* **Task directions**
Go through the listing and copy each line that has the string "UploadedAudio" in it.
(Input data Opens)
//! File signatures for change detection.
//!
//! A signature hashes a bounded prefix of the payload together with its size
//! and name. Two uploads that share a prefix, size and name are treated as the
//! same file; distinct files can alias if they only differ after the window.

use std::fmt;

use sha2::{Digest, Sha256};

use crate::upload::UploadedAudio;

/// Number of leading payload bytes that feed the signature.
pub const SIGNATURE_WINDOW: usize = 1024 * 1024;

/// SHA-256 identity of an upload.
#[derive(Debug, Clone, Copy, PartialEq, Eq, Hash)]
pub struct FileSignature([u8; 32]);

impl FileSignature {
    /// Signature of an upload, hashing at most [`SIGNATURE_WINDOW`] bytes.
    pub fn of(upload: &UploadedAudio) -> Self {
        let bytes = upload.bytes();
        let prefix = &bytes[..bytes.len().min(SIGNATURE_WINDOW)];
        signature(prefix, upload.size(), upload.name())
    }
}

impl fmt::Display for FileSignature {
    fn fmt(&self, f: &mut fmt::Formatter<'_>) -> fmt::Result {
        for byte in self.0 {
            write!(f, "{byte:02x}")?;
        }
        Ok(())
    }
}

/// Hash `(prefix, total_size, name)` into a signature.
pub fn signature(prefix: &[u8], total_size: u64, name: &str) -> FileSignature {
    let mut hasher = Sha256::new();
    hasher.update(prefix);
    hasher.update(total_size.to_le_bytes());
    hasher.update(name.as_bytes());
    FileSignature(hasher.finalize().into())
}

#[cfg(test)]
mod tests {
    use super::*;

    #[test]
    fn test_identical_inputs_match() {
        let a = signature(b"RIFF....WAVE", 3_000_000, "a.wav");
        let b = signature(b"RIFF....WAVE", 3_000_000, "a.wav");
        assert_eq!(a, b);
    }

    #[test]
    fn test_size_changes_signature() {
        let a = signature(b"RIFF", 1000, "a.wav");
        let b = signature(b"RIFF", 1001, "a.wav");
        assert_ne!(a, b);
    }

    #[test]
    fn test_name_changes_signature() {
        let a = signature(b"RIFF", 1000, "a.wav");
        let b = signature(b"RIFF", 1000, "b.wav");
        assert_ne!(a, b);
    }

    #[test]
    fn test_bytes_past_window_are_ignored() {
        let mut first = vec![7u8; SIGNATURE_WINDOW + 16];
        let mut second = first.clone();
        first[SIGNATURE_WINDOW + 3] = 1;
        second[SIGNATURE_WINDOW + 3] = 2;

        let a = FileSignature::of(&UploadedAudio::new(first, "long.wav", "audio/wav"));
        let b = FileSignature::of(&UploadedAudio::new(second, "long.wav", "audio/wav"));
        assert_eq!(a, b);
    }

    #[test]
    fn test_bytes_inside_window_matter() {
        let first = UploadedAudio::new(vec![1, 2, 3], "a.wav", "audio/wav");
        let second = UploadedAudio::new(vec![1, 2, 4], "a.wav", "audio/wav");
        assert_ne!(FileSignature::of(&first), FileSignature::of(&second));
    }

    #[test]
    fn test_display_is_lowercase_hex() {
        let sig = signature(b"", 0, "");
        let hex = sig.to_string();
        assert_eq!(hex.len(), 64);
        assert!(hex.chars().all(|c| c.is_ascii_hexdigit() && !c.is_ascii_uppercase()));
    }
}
(Input data Closes)
* **Task response**
use crate::upload::UploadedAudio;
    pub fn of(upload: &UploadedAudio) -> Self {
        let a = FileSignature::of(&UploadedAudio::new(first, "long.wav", "audio/wav"));
        let b = FileSignature::of(&UploadedAudio::new(second, "long.wav", "audio/wav"));
        let first = UploadedAudio::new(vec![1, 2, 3], "a.wav", "audio/wav");
        let second = UploadedAudio::new(vec![1, 2, 4], "a.wav", "audio/wav");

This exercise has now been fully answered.